Schauen wir uns ein paar der 44 von Sebald besprochenen Objekte etwas näher an. Beginnen wir in Feldafing, am nordwestlichen Ufer des Sees. Dort befindet sich die zu Beginn des 20. Jahrhunderts für Kommerzienrat Sigmund Bergmann errichtete Parkvilla. Mit dem Entwurf beauftragte der Generaldirektor der 1891 gegründeten und nach ihm benannten Berliner Bergmann-Elektricitäts-Werke AG den Architekten Eugen Drollinger, der unter Ludwig II. als Hofoberbaurat unter anderem für den Innenausbau von Schloss Neuschwanstein verantwortlich war. Berühmt-berüchtigt wurde das heute in Eigentumswohnungen aufgeteilte Haus während der Zeit der NS-Diktatur. Seit 1934 war dort die „Nationalsozialistische Deutsche Oberschule Starnberger See“ untergebracht, die 1938 in „Reichsschule der NSDAP Feldafing“ umbenannt und durch mehrere Bauten ergänzt wurde. Erst am 23. April 1945 wurde der Schulbetrieb eingestellt, eine Woche später richtete die US-amerikanische Militärverwaltung auf dem Gelände ein Lager für „Displaced Persons“ ein.

Nur wenige Schritte entfernt steht die um 1903 gebaute Villa Columbia. Bauherr war Joseph Pschorr, Spross der Münchner Bierbrauerdynastie. Bereits 1897 hatte er die damals 19-jährige Louise Bergmann, die Tochter seines späteren Nachbarn, geheiratet. Auch für dieses Haus hatte Eugen Drollinger die Entwürfe geliefert.

Zwischen 1910 und 1912 entstand in der Feldafinger Höhenbergstraße die Villa Carl. Im Auftrag des Chemikers Hans Carl, Chef des wichtigsten, noch heute in Nürnberg ansässigen Fachverlages für die Brauwirtschaft, entwarf Richard Riemerschmid das zweigeschossige Gebäude. Riemerschmid, der mitverantwortlich für die Gesamtplanung der zeitgleich entstehenden Gartenstadt Dresden-Hellerau war, gestaltete auch den Außenbereich der Villa, der einen Teil des aus den 1860er Jahren stammenden Lenné-Parks einschloss.

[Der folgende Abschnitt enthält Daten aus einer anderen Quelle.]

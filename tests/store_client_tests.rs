//! Store client tests against a local mock of the Xsolla Store API.
//!
//! # Running Tests
//!
//! ```bash
//! cargo test --test store_client_tests
//! ```

use mockito::Matcher;
use serde_json::json;
use xsolla_sdk::{Config, RequestMetadata, StoreClient, StoreSettings, SDK_VERSION};

const CATALOG_PATH: &str = "/v1/project/44056/items/virtual_items";

const CATALOG_BODY: &str = r#"{
    "items": [
        {
            "sku": "big_rocket",
            "name": "Big Rocket",
            "type": "virtual_good",
            "description": "Big Rocket - short description",
            "is_free": false,
            "groups": [{"external_id": "accessory", "name": "Accessory"}],
            "price": {"amount": "100.99", "amount_without_discount": "100.99", "currency": "USD"},
            "virtual_prices": []
        },
        {
            "sku": "crystal_pack",
            "name": "Crystal Pack",
            "type": "virtual_good",
            "virtual_prices": [{"sku": "crystal", "amount": 100, "is_default": true}]
        }
    ]
}"#;

// ============================================================================
// Test Utilities
// ============================================================================

fn metadata() -> RequestMetadata {
    RequestMetadata::new("ue5", "5.3.2")
}

fn store_for(server: &mockito::ServerGuard) -> StoreClient {
    StoreClient::new(server.url(), StoreSettings::default(), metadata())
}

fn metadata_query() -> Matcher {
    Matcher::AllOf(vec![
        Matcher::UrlEncoded("engine".into(), "ue5".into()),
        Matcher::UrlEncoded("engine_v".into(), "5.3.2".into()),
        Matcher::UrlEncoded("sdk".into(), "store".into()),
        Matcher::UrlEncoded("sdk_v".into(), SDK_VERSION.into()),
    ])
}

// ============================================================================
// Virtual Items
// ============================================================================

mod virtual_items {
    use super::*;

    #[tokio::test]
    async fn test_fetch_decodes_catalog() {
        let mut server = mockito::Server::new_async().await;
        let mock = server
            .mock("GET", CATALOG_PATH)
            .match_query(metadata_query())
            .with_status(200)
            .with_header("content-type", "application/json")
            .with_body(CATALOG_BODY)
            .expect(1)
            .create_async()
            .await;

        let catalog = store_for(&server).fetch_virtual_items().await.unwrap();

        assert_eq!(catalog.items.len(), 2);
        assert_eq!(catalog.items[0].sku, "big_rocket");
        assert_eq!(catalog.items[0].price.as_ref().unwrap().amount, "100.99");
        assert_eq!(
            catalog.find("crystal_pack").unwrap().default_virtual_price().unwrap().amount,
            100
        );
        mock.assert_async().await;
    }

    #[tokio::test]
    async fn test_request_carries_metadata_headers() {
        let mut server = mockito::Server::new_async().await;
        let mock = server
            .mock("GET", CATALOG_PATH)
            .match_query(Matcher::Any)
            .match_header("engine", "ue5")
            .match_header("engine_v", "5.3.2")
            .match_header("sdk", "store")
            .match_header("sdk_v", SDK_VERSION)
            .with_status(200)
            .with_body(r#"{"items":[]}"#)
            .create_async()
            .await;

        let catalog = store_for(&server).fetch_virtual_items().await.unwrap();

        assert!(catalog.items.is_empty());
        mock.assert_async().await;
    }

    #[tokio::test]
    async fn test_configured_project_id_is_used() {
        let mut server = mockito::Server::new_async().await;
        let mock = server
            .mock("GET", "/v1/project/77640/items/virtual_items")
            .match_query(Matcher::Any)
            .with_status(200)
            .with_body(r#"{"items":[]}"#)
            .create_async()
            .await;

        let settings = StoreSettings {
            project_id: "77640".to_string(),
            ..Default::default()
        };
        let store = StoreClient::new(format!("{}/", server.url()), settings, metadata());

        assert!(store.fetch_virtual_items().await.is_ok());
        mock.assert_async().await;
    }

    #[tokio::test]
    async fn test_undecodable_success_body() {
        let mut server = mockito::Server::new_async().await;
        server
            .mock("GET", CATALOG_PATH)
            .match_query(Matcher::Any)
            .with_status(200)
            .with_body(r#"{"items": "nope"}"#)
            .create_async()
            .await;

        let error = store_for(&server).fetch_virtual_items().await.unwrap_err();

        assert_eq!(error.code, "200");
        assert!(error.message.starts_with("Can't deserialize response json"));
    }
}

// ============================================================================
// Error Decoding
// ============================================================================

mod errors {
    use super::*;

    #[tokio::test]
    async fn test_error_envelope_is_decoded() {
        let mut server = mockito::Server::new_async().await;
        server
            .mock("GET", CATALOG_PATH)
            .match_query(Matcher::Any)
            .with_status(409)
            .with_body(r#"{"error":{"code":"003-003","description":"The username is already taken"}}"#)
            .create_async()
            .await;

        let error = store_for(&server).fetch_virtual_items().await.unwrap_err();

        assert_eq!(error.code, "003-003");
        assert_eq!(error.message, "The username is already taken");
    }

    #[tokio::test]
    async fn test_invalid_json_uses_http_status() {
        let mut server = mockito::Server::new_async().await;
        server
            .mock("GET", CATALOG_PATH)
            .match_query(Matcher::Any)
            .with_status(503)
            .with_body("Service Unavailable")
            .create_async()
            .await;

        let error = store_for(&server).fetch_virtual_items().await.unwrap_err();

        assert_eq!(error.code, "503");
        assert!(error.message.contains("Service Unavailable"));
    }

    #[tokio::test]
    async fn test_missing_error_object_uses_http_status() {
        let mut server = mockito::Server::new_async().await;
        server
            .mock("GET", CATALOG_PATH)
            .match_query(Matcher::Any)
            .with_status(404)
            .with_body(r#"{"statusCode":404}"#)
            .create_async()
            .await;

        let error = store_for(&server).fetch_virtual_items().await.unwrap_err();

        assert_eq!(error.code, "404");
        assert!(error.message.contains(r#"{"statusCode":404}"#));
    }

    #[tokio::test]
    async fn test_transport_failure_reports_no_response() {
        // Nothing listens on port 1
        let store = StoreClient::new("http://127.0.0.1:1", StoreSettings::default(), metadata());

        let error = store.fetch_virtual_items().await.unwrap_err();

        assert_eq!(error.code, "204");
        assert_eq!(error.message, "No response");
    }

    #[tokio::test]
    async fn test_timeout_reports_no_response() {
        use std::io::Write;

        let mut server = mockito::Server::new_async().await;
        server
            .mock("GET", CATALOG_PATH)
            .match_query(Matcher::Any)
            .with_status(200)
            .with_chunked_body(|w| {
                std::thread::sleep(std::time::Duration::from_secs(3));
                w.write_all(br#"{"items":[]}"#)
            })
            .create_async()
            .await;

        let mut config = Config::default();
        config.set("api.store_url", &server.url()).unwrap();
        config.set("api.timeout_seconds", "1").unwrap();
        let store = StoreClient::from_config(&config).unwrap();

        let error = store.fetch_virtual_items().await.unwrap_err();

        assert_eq!(error.code, "204");
        assert_eq!(error.message, "No response");
        assert!(error.is_no_response());
    }
}

// ============================================================================
// Payment Token
// ============================================================================

mod payment_token {
    use super::*;

    #[tokio::test]
    async fn test_fetch_payment_token() {
        let mut server = mockito::Server::new_async().await;
        let mock = server
            .mock("POST", "/v1/payment/item/big_rocket")
            .match_query(metadata_query())
            .match_header("authorization", "Bearer user-jwt")
            .match_header("sdk", "store")
            .match_body(Matcher::Json(json!({"sandbox": true})))
            .with_status(200)
            .with_header("content-type", "application/json")
            .with_body(r#"{"token":"pay-token-123","order_id":641}"#)
            .expect(1)
            .create_async()
            .await;

        let token = store_for(&server)
            .fetch_payment_token("user-jwt", "big_rocket")
            .await
            .unwrap();

        assert_eq!(token.token, "pay-token-123");
        assert_eq!(token.order_id, Some(641));
        mock.assert_async().await;
    }

    #[tokio::test]
    async fn test_shipping_build_disables_sandbox() {
        let mut server = mockito::Server::new_async().await;
        let mock = server
            .mock("POST", "/v1/payment/item/big_rocket")
            .match_query(Matcher::Any)
            .match_body(Matcher::Json(json!({"sandbox": false})))
            .with_status(200)
            .with_body(r#"{"token":"live-token"}"#)
            .create_async()
            .await;

        let store = store_for(&server).with_shipping(true);
        assert!(!store.is_sandbox());

        let token = store
            .fetch_payment_token("user-jwt", "big_rocket")
            .await
            .unwrap();

        assert_eq!(token.token, "live-token");
        assert_eq!(token.order_id, None);
        mock.assert_async().await;
    }

    #[tokio::test]
    async fn test_unauthorized() {
        let mut server = mockito::Server::new_async().await;
        server
            .mock("POST", "/v1/payment/item/big_rocket")
            .match_query(Matcher::Any)
            .with_status(401)
            .with_body(r#"{"error":{"code":"0401-1501","description":"Authorization header not sent"}}"#)
            .create_async()
            .await;

        let error = store_for(&server)
            .fetch_payment_token("", "big_rocket")
            .await
            .unwrap_err();

        assert_eq!(error.code, "0401-1501");
        assert_eq!(error.message, "Authorization header not sent");
    }
}

// ============================================================================
// Configuration
// ============================================================================

mod from_config {
    use super::*;

    #[tokio::test]
    async fn test_client_uses_config_sections() {
        let mut server = mockito::Server::new_async().await;
        let mock = server
            .mock("GET", "/v1/project/12345/items/virtual_items")
            .match_query(Matcher::UrlEncoded("engine".into(), "bevy".into()))
            .match_header("engine_v", "0.14")
            .with_status(200)
            .with_body(r#"{"items":[]}"#)
            .create_async()
            .await;

        let mut config = Config::default();
        config.set("api.store_url", &server.url()).unwrap();
        config.set("api.timeout_seconds", "5").unwrap();
        config.set("store.project_id", "12345").unwrap();
        config.set("engine.name", "bevy").unwrap();
        config.set("engine.version", "0.14").unwrap();
        config.set("engine.shipping", "true").unwrap();

        let store = StoreClient::from_config(&config).unwrap();
        assert!(!store.is_sandbox());

        store.fetch_virtual_items().await.unwrap();
        mock.assert_async().await;
    }
}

Knapp zwanzig Kilometer südlich von Feldafing liegt Bernried. Hier kaufte der in Landshut geborene und durch seine militärhistorischen Bücher bekanntgewordene Karl Tanera 1893 das ehemalige Raffl-Anwesen. Tanera war der erste „Zuagroaste“, der sich in Bernried niederließ. Da er viel auf Reisen war, stand das Haus zumeist leer. So kam man auf die Idee, Zimmer zu vermieten, und es entstand die erste Ferienpension. Vor allem Künstler zog es in den Ort. Zum illustren Kreis derer, die immer wieder kamen, gehörten der Schriftsteller Max Halbe, der Maler Lovis Corinth oder auch der Kunsthändler und Verleger Paul Cassirer.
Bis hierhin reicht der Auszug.